**EXERCISE DESCRIPTION**
Return only those lines of the material that contain "stays".

**THE DATA**
- - - - - - -
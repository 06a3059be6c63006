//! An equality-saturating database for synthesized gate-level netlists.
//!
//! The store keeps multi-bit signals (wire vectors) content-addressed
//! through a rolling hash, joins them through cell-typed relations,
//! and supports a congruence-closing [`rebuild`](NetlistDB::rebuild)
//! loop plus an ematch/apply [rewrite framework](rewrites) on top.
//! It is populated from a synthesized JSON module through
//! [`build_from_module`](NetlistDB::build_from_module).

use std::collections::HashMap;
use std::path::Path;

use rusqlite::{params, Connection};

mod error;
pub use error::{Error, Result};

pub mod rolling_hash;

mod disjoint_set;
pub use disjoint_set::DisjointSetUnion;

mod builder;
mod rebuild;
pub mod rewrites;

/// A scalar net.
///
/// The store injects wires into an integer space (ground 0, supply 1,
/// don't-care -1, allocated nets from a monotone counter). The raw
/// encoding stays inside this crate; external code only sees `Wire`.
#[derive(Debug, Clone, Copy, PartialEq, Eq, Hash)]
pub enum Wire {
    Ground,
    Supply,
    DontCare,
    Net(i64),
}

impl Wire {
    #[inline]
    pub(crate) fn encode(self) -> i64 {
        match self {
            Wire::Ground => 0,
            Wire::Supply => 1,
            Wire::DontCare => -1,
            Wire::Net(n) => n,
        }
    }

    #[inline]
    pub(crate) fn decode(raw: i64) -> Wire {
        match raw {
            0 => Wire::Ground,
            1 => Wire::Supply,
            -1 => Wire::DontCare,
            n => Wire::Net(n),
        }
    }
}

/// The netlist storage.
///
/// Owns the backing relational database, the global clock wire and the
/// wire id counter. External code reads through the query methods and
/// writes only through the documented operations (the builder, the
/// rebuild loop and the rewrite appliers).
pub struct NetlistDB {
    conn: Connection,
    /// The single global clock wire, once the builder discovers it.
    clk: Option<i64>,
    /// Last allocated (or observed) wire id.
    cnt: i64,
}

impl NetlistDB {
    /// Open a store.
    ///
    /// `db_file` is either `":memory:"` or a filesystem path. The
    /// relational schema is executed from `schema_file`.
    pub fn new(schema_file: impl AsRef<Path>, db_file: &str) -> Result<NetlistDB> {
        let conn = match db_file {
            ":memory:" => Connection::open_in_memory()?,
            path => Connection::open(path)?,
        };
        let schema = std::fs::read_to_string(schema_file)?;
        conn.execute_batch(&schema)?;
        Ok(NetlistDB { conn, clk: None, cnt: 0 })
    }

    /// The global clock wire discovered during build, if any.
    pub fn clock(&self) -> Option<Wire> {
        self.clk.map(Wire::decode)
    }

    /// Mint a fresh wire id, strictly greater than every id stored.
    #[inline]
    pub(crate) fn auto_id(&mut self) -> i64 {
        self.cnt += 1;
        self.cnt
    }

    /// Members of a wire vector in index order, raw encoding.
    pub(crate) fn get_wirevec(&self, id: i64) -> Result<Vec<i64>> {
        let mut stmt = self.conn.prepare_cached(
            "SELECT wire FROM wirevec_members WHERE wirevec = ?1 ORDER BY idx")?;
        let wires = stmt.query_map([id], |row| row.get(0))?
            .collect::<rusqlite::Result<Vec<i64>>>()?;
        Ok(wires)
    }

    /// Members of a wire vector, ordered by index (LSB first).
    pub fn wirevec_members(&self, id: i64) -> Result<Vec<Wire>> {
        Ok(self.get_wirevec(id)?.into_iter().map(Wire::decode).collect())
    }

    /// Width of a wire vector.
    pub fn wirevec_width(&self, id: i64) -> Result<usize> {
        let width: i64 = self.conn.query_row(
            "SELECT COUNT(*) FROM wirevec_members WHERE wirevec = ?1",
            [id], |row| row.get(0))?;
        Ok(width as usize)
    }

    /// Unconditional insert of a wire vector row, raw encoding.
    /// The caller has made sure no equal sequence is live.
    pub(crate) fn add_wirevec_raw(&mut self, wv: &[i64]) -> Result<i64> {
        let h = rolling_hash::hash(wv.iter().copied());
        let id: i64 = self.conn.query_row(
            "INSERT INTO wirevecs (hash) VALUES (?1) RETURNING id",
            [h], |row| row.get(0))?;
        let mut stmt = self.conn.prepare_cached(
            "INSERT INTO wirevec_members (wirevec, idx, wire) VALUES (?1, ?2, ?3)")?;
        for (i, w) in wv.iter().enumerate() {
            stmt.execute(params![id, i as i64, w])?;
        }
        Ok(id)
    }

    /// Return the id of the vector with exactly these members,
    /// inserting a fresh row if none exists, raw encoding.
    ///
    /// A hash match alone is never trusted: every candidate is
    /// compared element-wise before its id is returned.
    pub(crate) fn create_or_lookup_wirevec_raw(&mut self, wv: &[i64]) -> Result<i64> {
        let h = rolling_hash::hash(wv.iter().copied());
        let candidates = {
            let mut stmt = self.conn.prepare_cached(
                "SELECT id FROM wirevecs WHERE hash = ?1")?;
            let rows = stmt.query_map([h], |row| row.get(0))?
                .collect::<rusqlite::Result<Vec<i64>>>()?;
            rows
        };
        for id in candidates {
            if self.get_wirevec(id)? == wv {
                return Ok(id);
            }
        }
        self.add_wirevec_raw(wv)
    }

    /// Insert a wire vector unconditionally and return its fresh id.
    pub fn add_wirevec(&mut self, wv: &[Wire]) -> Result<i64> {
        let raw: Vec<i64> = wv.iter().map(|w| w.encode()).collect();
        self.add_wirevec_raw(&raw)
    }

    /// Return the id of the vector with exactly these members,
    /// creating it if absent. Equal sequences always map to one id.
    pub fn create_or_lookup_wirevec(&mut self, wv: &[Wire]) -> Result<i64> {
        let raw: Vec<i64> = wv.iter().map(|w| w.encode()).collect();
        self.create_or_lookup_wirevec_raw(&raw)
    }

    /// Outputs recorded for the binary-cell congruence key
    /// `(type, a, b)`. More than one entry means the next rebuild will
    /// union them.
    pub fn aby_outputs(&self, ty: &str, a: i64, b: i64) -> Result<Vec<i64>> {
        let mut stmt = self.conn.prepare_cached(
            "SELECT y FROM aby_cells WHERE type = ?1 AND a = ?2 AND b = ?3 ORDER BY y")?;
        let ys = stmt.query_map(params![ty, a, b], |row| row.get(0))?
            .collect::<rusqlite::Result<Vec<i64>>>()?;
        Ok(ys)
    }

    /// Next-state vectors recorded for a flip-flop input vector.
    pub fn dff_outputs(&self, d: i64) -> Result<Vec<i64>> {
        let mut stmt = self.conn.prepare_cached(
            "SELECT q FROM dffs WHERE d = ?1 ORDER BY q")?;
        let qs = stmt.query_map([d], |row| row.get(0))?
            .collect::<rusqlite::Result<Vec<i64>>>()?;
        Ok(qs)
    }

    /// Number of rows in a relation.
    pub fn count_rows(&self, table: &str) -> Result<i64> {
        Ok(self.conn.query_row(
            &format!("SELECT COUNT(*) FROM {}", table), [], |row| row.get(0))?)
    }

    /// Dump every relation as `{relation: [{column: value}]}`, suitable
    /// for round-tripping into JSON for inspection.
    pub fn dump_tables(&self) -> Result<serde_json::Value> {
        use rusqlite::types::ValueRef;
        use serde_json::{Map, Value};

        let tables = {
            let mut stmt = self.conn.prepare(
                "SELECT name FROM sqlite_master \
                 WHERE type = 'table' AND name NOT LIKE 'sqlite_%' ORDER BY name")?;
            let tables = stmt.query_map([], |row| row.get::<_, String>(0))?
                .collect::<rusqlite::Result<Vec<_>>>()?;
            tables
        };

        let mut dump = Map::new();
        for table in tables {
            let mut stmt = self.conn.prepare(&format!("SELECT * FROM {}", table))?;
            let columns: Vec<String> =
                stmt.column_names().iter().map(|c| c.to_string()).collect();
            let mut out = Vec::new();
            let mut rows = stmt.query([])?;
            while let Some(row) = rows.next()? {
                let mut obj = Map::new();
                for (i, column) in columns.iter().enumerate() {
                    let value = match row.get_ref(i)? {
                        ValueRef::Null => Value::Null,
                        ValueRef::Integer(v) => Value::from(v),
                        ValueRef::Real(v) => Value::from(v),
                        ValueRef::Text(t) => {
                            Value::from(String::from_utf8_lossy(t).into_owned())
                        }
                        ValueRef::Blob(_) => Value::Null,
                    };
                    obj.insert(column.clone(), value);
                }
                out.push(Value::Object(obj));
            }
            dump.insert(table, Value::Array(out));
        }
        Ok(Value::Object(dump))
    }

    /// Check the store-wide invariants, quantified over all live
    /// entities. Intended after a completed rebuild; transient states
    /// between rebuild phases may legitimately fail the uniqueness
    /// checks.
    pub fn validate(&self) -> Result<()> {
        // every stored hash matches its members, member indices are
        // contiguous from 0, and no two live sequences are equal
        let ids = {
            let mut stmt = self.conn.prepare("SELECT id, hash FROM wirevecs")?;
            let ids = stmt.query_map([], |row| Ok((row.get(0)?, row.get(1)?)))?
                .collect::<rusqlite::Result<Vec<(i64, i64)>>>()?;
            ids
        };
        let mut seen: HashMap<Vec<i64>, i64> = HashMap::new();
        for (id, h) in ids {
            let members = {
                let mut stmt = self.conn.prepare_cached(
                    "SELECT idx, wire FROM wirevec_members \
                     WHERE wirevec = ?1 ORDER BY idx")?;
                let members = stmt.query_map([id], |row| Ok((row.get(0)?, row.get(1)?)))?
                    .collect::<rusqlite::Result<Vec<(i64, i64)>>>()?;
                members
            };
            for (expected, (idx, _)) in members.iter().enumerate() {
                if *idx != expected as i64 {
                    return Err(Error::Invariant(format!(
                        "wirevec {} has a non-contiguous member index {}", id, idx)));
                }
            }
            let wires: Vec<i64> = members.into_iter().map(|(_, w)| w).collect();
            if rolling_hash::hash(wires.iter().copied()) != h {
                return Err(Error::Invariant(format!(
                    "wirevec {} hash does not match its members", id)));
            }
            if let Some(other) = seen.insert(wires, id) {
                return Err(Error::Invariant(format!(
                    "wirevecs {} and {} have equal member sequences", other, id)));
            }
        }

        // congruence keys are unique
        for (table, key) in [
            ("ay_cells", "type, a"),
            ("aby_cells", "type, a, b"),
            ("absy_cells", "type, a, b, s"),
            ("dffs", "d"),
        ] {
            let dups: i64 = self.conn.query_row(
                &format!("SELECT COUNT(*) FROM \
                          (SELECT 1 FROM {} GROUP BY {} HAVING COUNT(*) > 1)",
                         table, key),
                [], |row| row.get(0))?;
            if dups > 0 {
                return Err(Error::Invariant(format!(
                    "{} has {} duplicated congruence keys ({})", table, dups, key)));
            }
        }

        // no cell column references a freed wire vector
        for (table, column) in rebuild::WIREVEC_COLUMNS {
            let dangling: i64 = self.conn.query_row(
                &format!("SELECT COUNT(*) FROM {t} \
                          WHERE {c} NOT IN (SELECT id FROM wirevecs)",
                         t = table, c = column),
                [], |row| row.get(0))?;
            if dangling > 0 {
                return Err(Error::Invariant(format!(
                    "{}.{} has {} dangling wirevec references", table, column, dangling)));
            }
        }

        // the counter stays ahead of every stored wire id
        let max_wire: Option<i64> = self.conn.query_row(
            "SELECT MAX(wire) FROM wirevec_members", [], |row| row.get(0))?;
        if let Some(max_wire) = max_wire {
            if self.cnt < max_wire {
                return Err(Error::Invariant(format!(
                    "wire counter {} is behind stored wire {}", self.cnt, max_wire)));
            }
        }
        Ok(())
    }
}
- - - - - - -
**REPLY**
/// encoding stays inside this crate; external code only sees `Wire`.
        // the counter stays ahead of every stored wire id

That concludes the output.